Why are so many posts with factual errors modded up?
So NTT transfers 14 TB/s over a single 100 mile fibre. (=112,000 Gb/s) And Siemens manages to transfer about one thousand of this (107Gb/s). In what way is this a record, or even interesting? http://techfreep.com/ntt-sets-download-record-at-1 4-terabytes-per-second.htm
-- Fortes Fortuna Adjuvat --
But I can't say the word "Siemens" to anyone without smiling a little bit. It's just a funny name for a company, I always find myself wanting to bust out laughing and start making jokes like "Siemens: Relieving your pr0n craving at 107 Gbps since 2006"
It seems like we read about a new data transmission speed record each month, but my home internet connection has barely improved at all in 10 years times. So let me know when I can actually see the improvement at my home and maybe I'll give sh!t.
http://www.eetimes.com/news/latest/showArticle.jht ml?articleID=193005453
Give a man a fish and you have fed him for today. Teach a man to fish, and he'll say "WHERE'S MY FISH, YOU IDIOT?"
The Fraunhofer Institute: now you can get your patented and licensed MP3's even faster!
--Rob
Towards the Singularity.
I worked on 40Gb/s over single channel back in 1998. One of the (many) challenges was clock distribution in the transcievers.
At 107Gb/s a bit is less than 2mm long. Would be interesting to know how they solve the clock skew issues.
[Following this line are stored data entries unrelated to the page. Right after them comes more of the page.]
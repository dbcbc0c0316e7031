pub use k8s_openapi as openapi;
pub use k8s_openapi::api::core::v1 as corev1;
pub use k8s_openapi::apimachinery::pkg::apis::meta::v1 as metav1;

pub use time::TimeExt;

mod time;

/// Phase reported for resources whose status block is absent.
pub const UNKNOWN_PHASE: &str = "Unknown";

pub trait PodExt {
    fn phase(&self) -> &str;
    fn started_at(&self) -> Option<&metav1::Time>;
    fn finished_at(&self) -> Option<&metav1::Time>;
    fn is_finished(&self) -> bool;
}

impl PodExt for corev1::Pod {
    fn phase(&self) -> &str {
        self.status
            .as_ref()
            .and_then(|status| status.phase.as_deref())
            .unwrap_or(UNKNOWN_PHASE)
    }

    fn started_at(&self) -> Option<&metav1::Time> {
        self.status.as_ref()?.start_time.as_ref()
    }

    /// Finish time of the first terminated container, reported only for
    /// pods that ran to completion or failed.
    fn finished_at(&self) -> Option<&metav1::Time> {
        if !self.is_finished() {
            return None;
        }
        self.status
            .as_ref()?
            .container_statuses
            .as_ref()?
            .iter()
            .find_map(|container| {
                container.state.as_ref()?.terminated.as_ref()?.finished_at.as_ref()
            })
    }

    fn is_finished(&self) -> bool {
        matches!(self.phase(), "Succeeded" | "Failed")
    }
}

pub trait NamespaceExt {
    fn phase(&self) -> &str;
}

impl NamespaceExt for corev1::Namespace {
    fn phase(&self) -> &str {
        self.status
            .as_ref()
            .and_then(|status| status.phase.as_deref())
            .unwrap_or(UNKNOWN_PHASE)
    }
}

pub trait SecretExt {
    fn type_name(&self) -> &str;
    fn data_keys(&self) -> Vec<String>;
}

impl SecretExt for corev1::Secret {
    fn type_name(&self) -> &str {
        self.type_.as_deref().unwrap_or(UNKNOWN_PHASE)
    }

    /// Key names only; values never leave the secret.
    fn data_keys(&self) -> Vec<String> {
        self.data
            .as_ref()
            .map(|data| data.keys().cloned().collect())
            .unwrap_or_default()
    }
}

pub fn default<T: Default>() -> T {
    T::default()
}
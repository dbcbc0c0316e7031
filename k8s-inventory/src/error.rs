use thiserror::Error;

/// Startup configuration problems. These are fatal: the agent refuses to
/// start rather than run with a broken schedule or logger.
#[derive(Clone, Debug, PartialEq, Eq, Error)]
pub enum ConfigError {
    #[error("scan interval must be greater than zero")]
    NonPositiveInterval,

    #[error("unrecognized duration {value:?}")]
    InvalidDuration { value: String },

    #[error("unknown scan kind {value:?}")]
    UnknownScanKind { value: String },

    #[error("no scan kinds enabled")]
    NoScanKinds,

    #[error("unknown log level {value:?}")]
    InvalidLogLevel { value: String },

    #[error("unknown log format {value:?}, expected \"json\" or \"text\"")]
    InvalidLogFormat { value: String },
}
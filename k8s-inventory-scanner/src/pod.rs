use kube::ResourceExt as _;

use k8s::PodExt as _;
use k8s::TimeExt as _;

use super::*;

/// Lists pods in one namespace or across the cluster and shapes them
/// into summaries.
#[derive(Debug)]
pub struct PodScanner {
    kubeapi: Arc<KubeApi>,
    scope: Scope,
}

impl PodScanner {
    pub fn new(kubeapi: Arc<KubeApi>, scope: Scope) -> Self {
        Self { kubeapi, scope }
    }

    /// One pod scan pass over the configured scope: namespace to pod name
    /// to summary. Namespaces with no pods are omitted.
    pub async fn list(&self) -> Result<BTreeMap<String, BTreeMap<String, PodSummary>>, ScanError> {
        let mut by_namespace = match &self.scope {
            Scope::Namespace(namespace) => {
                let pods = self.list_namespace(namespace).await?;
                BTreeMap::from([(namespace.clone(), pods)])
            }
            Scope::Cluster => {
                let namespaces = self.namespace_names().await?;
                fanout::per_namespace("pods", &namespaces, |namespace| async move {
                    self.list_namespace(&namespace).await
                })
                .await
            }
        };
        by_namespace.retain(|_, pods| !pods.is_empty());
        tracing::info!(namespaces = by_namespace.len(), "pod scan collected");
        Ok(by_namespace)
    }

    async fn list_namespace(&self, namespace: &str) -> Result<BTreeMap<String, PodSummary>, ScanError> {
        tracing::debug!(namespace, "listing pods");
        let pods = self.kubeapi.list_pods(namespace).await?;
        let captured_at = metav1::Time::now();

        let mut summaries = BTreeMap::new();
        for pod in &pods {
            let name = pod.name_any();
            let summary = summarize_pod(pod, &captured_at);
            tracing::info!(
                pod = %name,
                namespace,
                phase = %summary.phase,
                started_at = %rfc3339(summary.started_at.as_ref()),
                finished_at = %rfc3339(summary.finished_at.as_ref()),
                "pod found"
            );
            summaries.insert(name, summary);
        }
        tracing::info!(namespace, pods = summaries.len(), "pod listing completed");
        Ok(summaries)
    }

    async fn namespace_names(&self) -> Result<Vec<String>, ScanError> {
        let namespaces = self.kubeapi.list_namespaces().await?;
        Ok(namespaces.iter().map(kube::ResourceExt::name_any).collect())
    }
}

impl ScanTask for PodScanner {
    fn kind(&self) -> ScanKind {
        ScanKind::Pods
    }

    async fn scan(&self) -> Result<usize, ScanError> {
        self.list()
            .await
            .map(|by_namespace| by_namespace.values().map(BTreeMap::len).sum())
    }
}

pub(crate) fn summarize_pod(pod: &corev1::Pod, captured_at: &metav1::Time) -> PodSummary {
    PodSummary {
        phase: pod.phase().to_string(),
        started_at: pod.started_at().cloned(),
        finished_at: pod.finished_at().cloned(),
        captured_at: captured_at.clone(),
    }
}

#[cfg(test)]
mod tests {
    use super::*;

    use k8s::openapi::jiff::Timestamp;
    use k8s::TimeExt as _;

    fn pod(phase: &str, terminated: bool) -> corev1::Pod {
        let container_statuses = terminated.then(|| {
            vec![corev1::ContainerStatus {
                state: Some(corev1::ContainerState {
                    terminated: Some(corev1::ContainerStateTerminated {
                        finished_at: Some(metav1::Time(
                            "2026-03-01T12:30:00Z".parse::<Timestamp>().unwrap(),
                        )),
                        ..k8s::default()
                    }),
                    ..k8s::default()
                }),
                ..k8s::default()
            }]
        });
        corev1::Pod {
            status: Some(corev1::PodStatus {
                phase: Some(phase.to_string()),
                start_time: Some(metav1::Time(
                    "2026-03-01T12:00:00Z".parse::<Timestamp>().unwrap(),
                )),
                container_statuses,
                ..k8s::default()
            }),
            ..k8s::default()
        }
    }

    #[test]
    fn running_pod_has_no_end_time() {
        let summary = summarize_pod(&pod("Running", false), &metav1::Time::now());
        assert_eq!(summary.phase, "Running");
        assert!(summary.started_at.is_some());
        assert!(summary.finished_at.is_none());
    }

    #[test]
    fn failed_pod_reports_container_finish_time() {
        let summary = summarize_pod(&pod("Failed", true), &metav1::Time::now());
        assert_eq!(summary.phase, "Failed");
        let finished = summary.finished_at.expect("failed pod should carry an end time");
        assert_eq!(finished.0, "2026-03-01T12:30:00Z".parse::<Timestamp>().unwrap());
    }
}
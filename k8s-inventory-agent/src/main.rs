use std::sync::Arc;

use k8s_inventory::ScanKind;
use k8s_inventory_kubeapi::KubeApi;
use k8s_inventory_scanner::{NamespaceScanner, PodScanner, Scheduler, SecretScanner};

use axum::extract::State;
use axum::http;
use axum::routing::get;
use axum::Router;
use tokio::signal::unix::{signal, SignalKind};

use crate::config::{Config, LogFormat};

mod config;

#[tokio::main]
async fn main() -> Result<(), Box<dyn std::error::Error + Send + Sync>> {
    let config = Config::from_env().unwrap_or_else(|err| {
        // Logging is not up yet; configuration problems go to stderr.
        eprintln!("invalid configuration: {err}");
        std::process::exit(1);
    });
    init_tracing(&config);
    tracing::info!(
        version = env!("CARGO_PKG_VERSION"),
        interval = ?config.scan.interval,
        scope = %config.scope,
        "starting k8s-inventory-agent"
    );

    let kubeapi = Arc::new(KubeApi::new().await?);

    let mut scheduler = Scheduler::new(&config.scan)?;
    for kind in &config.scan.kinds {
        match kind {
            ScanKind::Namespaces => scheduler.spawn(NamespaceScanner::new(kubeapi.clone())),
            ScanKind::Pods => {
                scheduler.spawn(PodScanner::new(kubeapi.clone(), config.scope.clone()));
            }
            ScanKind::Secrets => {
                let mut scanner = SecretScanner::new(kubeapi.clone(), config.scope.clone());
                if let Some(type_name) = &config.secret_type {
                    scanner = scanner.with_type_filter(type_name.clone());
                }
                scheduler.spawn(scanner);
            }
        }
    }

    let app = Router::new()
        .route("/healthz", get(healthz))
        .route("/readyz", get(readyz))
        .with_state(kubeapi.clone());
    let listener = tokio::net::TcpListener::bind(&config.bind).await?;
    if let Ok(addr) = listener.local_addr() {
        tracing::info!("health endpoints on http://{addr}");
    }
    tokio::spawn(async move {
        if let Err(err) = axum::serve(listener, app).await {
            tracing::error!(%err, "health server failed");
        }
    });

    shutdown_signal().await?;
    tracing::info!(grace = ?config.scan.grace_period, "received shutdown signal");
    scheduler.shutdown(config.scan.grace_period).await;
    tracing::info!("shutdown complete");
    Ok(())
}

fn init_tracing(config: &Config) {
    // RUST_LOG wins over the configured level when present.
    let filter = tracing_subscriber::EnvFilter::try_from_default_env()
        .unwrap_or_else(|_| tracing_subscriber::EnvFilter::new(&config.logging.level));
    match config.logging.format {
        LogFormat::Json => tracing_subscriber::fmt()
            .json()
            .with_env_filter(filter)
            .init(),
        LogFormat::Text => tracing_subscriber::fmt().with_env_filter(filter).init(),
    }
}

/// Resolves on SIGINT or SIGTERM.
async fn shutdown_signal() -> std::io::Result<()> {
    let mut terminate = signal(SignalKind::terminate())?;
    tokio::select! {
        result = tokio::signal::ctrl_c() => result,
        _ = terminate.recv() => Ok(()),
    }
}

async fn healthz() -> &'static str {
    "ok"
}

async fn readyz(
    State(kubeapi): State<Arc<KubeApi>>,
) -> Result<&'static str, (http::StatusCode, String)> {
    kubeapi
        .check_health()
        .await
        .map(|()| "ok")
        .map_err(|err| (http::StatusCode::SERVICE_UNAVAILABLE, err.to_string()))
}
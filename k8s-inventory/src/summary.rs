use std::collections::BTreeMap;
use std::time::Duration;

use super::*;

/// Counts and timing for one scan pass. Consumed by logging, never
/// persisted.
#[derive(Clone, Copy, Debug, PartialEq, Eq)]
pub struct ScanResult {
    pub kind: ScanKind,
    pub items: usize,
    pub duration: Duration,
}

/// Flattened view of one namespace at capture time.
#[derive(Clone, Debug, PartialEq, Serialize, Deserialize)]
pub struct NamespaceSummary {
    pub phase: String,
    #[serde(skip_serializing_if = "Option::is_none")]
    pub uid: Option<String>,
    #[serde(skip_serializing_if = "Option::is_none")]
    pub created: Option<metav1::Time>,
    #[serde(default, skip_serializing_if = "BTreeMap::is_empty")]
    pub labels: BTreeMap<String, String>,
    /// Annotations with the well-known cluster prefixes filtered out.
    #[serde(default, skip_serializing_if = "BTreeMap::is_empty")]
    pub annotations: BTreeMap<String, String>,
    pub system: bool,
    pub captured_at: metav1::Time,
}

/// Flattened view of one pod at capture time.
#[derive(Clone, Debug, PartialEq, Serialize, Deserialize)]
pub struct PodSummary {
    pub phase: String,
    #[serde(skip_serializing_if = "Option::is_none")]
    pub started_at: Option<metav1::Time>,
    /// Set only for pods that ran to completion or failed.
    #[serde(skip_serializing_if = "Option::is_none")]
    pub finished_at: Option<metav1::Time>,
    pub captured_at: metav1::Time,
}

/// Flattened view of one secret at capture time. Carries key names only,
/// never the values.
#[derive(Clone, Debug, PartialEq, Serialize, Deserialize)]
pub struct SecretSummary {
    pub name: String,
    #[serde(rename = "type")]
    pub type_name: String,
    pub data_keys: Vec<String>,
    #[serde(skip_serializing_if = "Option::is_none")]
    pub created: Option<metav1::Time>,
    #[serde(default, skip_serializing_if = "BTreeMap::is_empty")]
    pub labels: BTreeMap<String, String>,
    pub captured_at: metav1::Time,
}
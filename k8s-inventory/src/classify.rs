//! System/user classification for namespaces and annotations.

/// Namespaces that ship with a cluster or common tooling rather than user
/// workloads.
const SYSTEM_NAMESPACES: [&str; 5] = [
    "kube-system",
    "kube-public",
    "kube-node-lease",
    "local-path-storage",
    "default",
];

const SYSTEM_NAMESPACE_PREFIXES: [&str; 2] = ["kube-", "kubernetes-"];

const SYSTEM_ANNOTATION_PREFIXES: [&str; 3] =
    ["kubectl.kubernetes.io/", "kubernetes.io/", "k8s.io/"];

pub fn is_system_namespace(name: &str) -> bool {
    SYSTEM_NAMESPACES.contains(&name)
        || SYSTEM_NAMESPACE_PREFIXES
            .iter()
            .any(|prefix| name.starts_with(prefix))
}

/// Annotations under the well-known cluster prefixes are noise for
/// inventory purposes and get filtered from summaries.
pub fn is_system_annotation(key: &str) -> bool {
    SYSTEM_ANNOTATION_PREFIXES
        .iter()
        .any(|prefix| key.starts_with(prefix))
}
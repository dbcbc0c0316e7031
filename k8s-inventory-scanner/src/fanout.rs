use std::future::Future;

use super::*;

/// Fan a per-namespace listing out over a set of namespaces.
///
/// A namespace whose listing fails is logged at warn and skipped; the
/// remaining namespaces still get collected.
pub(crate) async fn per_namespace<T, F, Fut>(
    resource: &'static str,
    namespaces: &[String],
    mut list: F,
) -> BTreeMap<String, T>
where
    F: FnMut(String) -> Fut,
    Fut: Future<Output = Result<T, ScanError>>,
{
    let mut collected = BTreeMap::new();
    for namespace in namespaces {
        match list(namespace.clone()).await {
            Ok(items) => {
                collected.insert(namespace.clone(), items);
            }
            Err(err) => {
                tracing::warn!(
                    namespace = %namespace,
                    resource,
                    %err,
                    "skipping namespace after failed listing"
                );
            }
        }
    }
    collected
}
//! Resource scanners and the scan scheduler.
//!
//! The scanners are thin read-only adapters over [`KubeApi`] that shape
//! raw resources into the flat summaries from `k8s-inventory`. The
//! [`schedule`] module drives them: one periodic loop per scan kind, a
//! shared cancellation token, and a grace-bounded shutdown.

pub use error::ScanError;
pub use namespace::NamespaceScanner;
pub use pod::PodScanner;
pub use schedule::{ScanTask, Scheduler};
pub use secret::SecretScanner;

use std::collections::BTreeMap;
use std::sync::Arc;

use k8s_inventory::{
    is_system_annotation, is_system_namespace, NamespaceSummary, PodSummary, ScanKind, Scope,
    SecretSummary,
};
use k8s_inventory_ext as k8s;
use k8s_inventory_kubeapi::KubeApi;

use k8s::corev1;
use k8s::metav1;

mod error;
mod fanout;
mod namespace;
mod pod;
pub mod schedule;
mod secret;

/// RFC 3339 rendering for optional resource timestamps in log fields.
pub(crate) fn rfc3339(ts: Option<&metav1::Time>) -> String {
    ts.map(|ts| ts.0.to_string()).unwrap_or_default()
}
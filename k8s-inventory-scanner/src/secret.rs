use kube::ResourceExt as _;

use k8s::SecretExt as _;
use k8s::TimeExt as _;

use super::*;

/// Lists secrets in one namespace or across the cluster and shapes them
/// into summaries. Only key names are ever read out of the secret data.
#[derive(Debug)]
pub struct SecretScanner {
    kubeapi: Arc<KubeApi>,
    scope: Scope,
    type_filter: Option<String>,
}

impl SecretScanner {
    pub fn new(kubeapi: Arc<KubeApi>, scope: Scope) -> Self {
        Self {
            kubeapi,
            scope,
            type_filter: None,
        }
    }

    /// Restrict passes to secrets of one type, e.g. `"Opaque"` or
    /// `"kubernetes.io/tls"`.
    pub fn with_type_filter(mut self, type_name: impl Into<String>) -> Self {
        self.type_filter = Some(type_name.into());
        self
    }

    /// One secret scan pass over the configured scope: namespace to
    /// summaries. Namespaces with no matching secrets are omitted.
    pub async fn list(&self) -> Result<BTreeMap<String, Vec<SecretSummary>>, ScanError> {
        let mut by_namespace = match &self.scope {
            Scope::Namespace(namespace) => {
                let secrets = self.list_namespace(namespace).await?;
                BTreeMap::from([(namespace.clone(), secrets)])
            }
            Scope::Cluster => {
                let namespaces = self.namespace_names().await?;
                fanout::per_namespace("secrets", &namespaces, |namespace| async move {
                    self.list_namespace(&namespace).await
                })
                .await
            }
        };
        if let Some(type_name) = &self.type_filter {
            filter_by_type(&mut by_namespace, type_name);
        }
        by_namespace.retain(|_, secrets| !secrets.is_empty());

        let total: usize = by_namespace.values().map(Vec::len).sum();
        tracing::info!(
            namespaces = by_namespace.len(),
            secrets = total,
            "secret scan collected"
        );
        Ok(by_namespace)
    }

    async fn list_namespace(&self, namespace: &str) -> Result<Vec<SecretSummary>, ScanError> {
        tracing::debug!(namespace, "listing secrets");
        let secrets = self.kubeapi.list_secrets(namespace).await?;
        let captured_at = metav1::Time::now();

        let mut summaries = Vec::with_capacity(secrets.len());
        for secret in &secrets {
            let summary = summarize_secret(secret, &captured_at);
            tracing::info!(
                secret = %summary.name,
                namespace,
                secret_type = %summary.type_name,
                data_keys = summary.data_keys.len(),
                created = %rfc3339(summary.created.as_ref()),
                "secret found"
            );
            summaries.push(summary);
        }
        tracing::info!(namespace, secrets = summaries.len(), "secret listing completed");
        Ok(summaries)
    }

    async fn namespace_names(&self) -> Result<Vec<String>, ScanError> {
        let namespaces = self.kubeapi.list_namespaces().await?;
        Ok(namespaces.iter().map(kube::ResourceExt::name_any).collect())
    }
}

impl ScanTask for SecretScanner {
    fn kind(&self) -> ScanKind {
        ScanKind::Secrets
    }

    async fn scan(&self) -> Result<usize, ScanError> {
        self.list()
            .await
            .map(|by_namespace| by_namespace.values().map(Vec::len).sum())
    }
}

/// Keep only secrets of the given type, in place.
pub(crate) fn filter_by_type(
    by_namespace: &mut BTreeMap<String, Vec<SecretSummary>>,
    type_name: &str,
) {
    for secrets in by_namespace.values_mut() {
        secrets.retain(|secret| secret.type_name == type_name);
    }
}

pub(crate) fn summarize_secret(secret: &corev1::Secret, captured_at: &metav1::Time) -> SecretSummary {
    SecretSummary {
        name: secret.name_any(),
        type_name: secret.type_name().to_string(),
        data_keys: secret.data_keys(),
        created: secret.creation_timestamp(),
        labels: secret.labels().clone(),
        captured_at: captured_at.clone(),
    }
}
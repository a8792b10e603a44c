//! Executor trait and job types.
//!
//! Executors run the toolchain commands of a build (the dependency pre-build
//! and the release compile) against a build workspace, either as local
//! processes or inside a builder container.

use async_trait::async_trait;
use chrono::{DateTime, Utc};
use futures::stream::BoxStream;
use serde::{Deserialize, Serialize};
use std::collections::HashMap;
use std::path::PathBuf;
use std::time::Duration;

use crate::{ResourceId, Result};

/// Specification for a job to execute.
#[derive(Debug, Clone, Serialize, Deserialize)]
pub struct JobSpec {
    /// Unique identifier for this job.
    pub id: ResourceId,
    /// Builder image, for executors that run jobs in containers.
    pub image: Option<String>,
    /// Command and arguments. Not run through a shell.
    pub command: Vec<String>,
    /// Host path of the build workspace; the job runs with it as its
    /// working directory.
    pub workspace: PathBuf,
    /// Environment variables.
    pub env: HashMap<String, String>,
    /// Maximum execution time.
    pub timeout: Option<Duration>,
    /// Named volumes to mount (container executors only).
    pub volumes: Vec<VolumeMount>,
}

/// A named volume mount, used to persist toolchain caches such as a package
/// registry between container runs.
#[derive(Debug, Clone, PartialEq, Eq, Serialize, Deserialize)]
pub struct VolumeMount {
    /// Name of the volume.
    pub name: String,
    /// Path to mount in the container.
    pub mount_path: String,
    /// Whether the mount is read-only.
    pub read_only: bool,
}

/// Handle to a running or completed job.
#[derive(Debug, Clone, Serialize, Deserialize)]
pub struct JobHandle {
    /// The job ID.
    pub id: ResourceId,
    /// Executor-specific identifier (process id, container id).
    pub executor_id: String,
    /// Name of the executor running this job.
    pub executor_name: String,
}

/// Status of a job execution.
#[derive(Debug, Clone, Serialize, Deserialize)]
pub enum JobStatus {
    /// Job is waiting to start.
    Pending,
    /// Job is currently running.
    Running { started_at: DateTime<Utc> },
    /// Job completed successfully.
    Succeeded {
        started_at: DateTime<Utc>,
        finished_at: DateTime<Utc>,
    },
    /// Job failed.
    Failed {
        started_at: Option<DateTime<Utc>>,
        finished_at: DateTime<Utc>,
        exit_code: Option<i32>,
        message: String,
    },
    /// Job was cancelled.
    Cancelled {
        started_at: Option<DateTime<Utc>>,
        cancelled_at: DateTime<Utc>,
    },
}

impl JobStatus {
    pub fn is_terminal(&self) -> bool {
        matches!(
            self,
            JobStatus::Succeeded { .. } | JobStatus::Failed { .. } | JobStatus::Cancelled { .. }
        )
    }
}

/// Result of a completed job.
#[derive(Debug, Clone, Serialize, Deserialize)]
pub struct JobResult {
    /// Final status.
    pub status: JobStatus,
    /// Exit code if available.
    pub exit_code: Option<i32>,
}

/// A line of log output.
#[derive(Debug, Clone, Serialize, Deserialize)]
pub struct LogLine {
    pub timestamp: DateTime<Utc>,
    pub stream: LogStream,
    pub content: String,
}

impl LogLine {
    pub fn now(stream: LogStream, content: impl Into<String>) -> Self {
        Self {
            timestamp: Utc::now(),
            stream,
            content: content.into(),
        }
    }
}

#[derive(Debug, Clone, Copy, PartialEq, Eq, Serialize, Deserialize)]
pub enum LogStream {
    Stdout,
    Stderr,
    System,
}

/// Trait for job executors.
#[async_trait]
pub trait Executor: Send + Sync {
    /// Name of this executor.
    fn name(&self) -> &'static str;

    /// Check if this executor can handle the given job spec.
    async fn can_execute(&self, spec: &JobSpec) -> bool;

    /// Spawn a new job.
    async fn spawn(&self, spec: JobSpec) -> Result<JobHandle>;

    /// Get a stream of log lines from a job. The stream ends once the job's
    /// output is closed.
    async fn logs(&self, handle: &JobHandle) -> Result<BoxStream<'static, LogLine>>;

    /// Get the current status of a job.
    async fn status(&self, handle: &JobHandle) -> Result<JobStatus>;

    /// Wait for a job to complete.
    async fn wait(&self, handle: &JobHandle) -> Result<JobResult>;

    /// Cancel a running job.
    async fn cancel(&self, handle: &JobHandle) -> Result<()>;

    /// Release whatever the executor still holds for a finished job, once
    /// its logs have been drained.
    async fn cleanup(&self, _handle: &JobHandle) -> Result<()> {
        Ok(())
    }
}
don't cut it off www.mgmbill.org
I can't wait until ISPs here start offering this connection, so I'll finally be able to get a 100 Gb ps connection*
*with 1kbps upload
Famous Last Words: "hmm...wikipedia says it's edible"
holy sh*t. stop. please.
Single-mode fibre does not have these "channels" you speak of.
Wow..
112197632 times the speed of AOL Dialup!!
Bringing liberty to the masses. - http://freetalklive.com/
Haven't had any problems myself with it. Of course, very few people on /. have a reason to bother, but I'm lucky enough to have a reason for shaving down there.
Yes, they do.
http://en.wikipedia.org/wiki/DWDM/
I see, thanks for the correction.
more data faster, yay!
Howbout better data? Less nonsense content?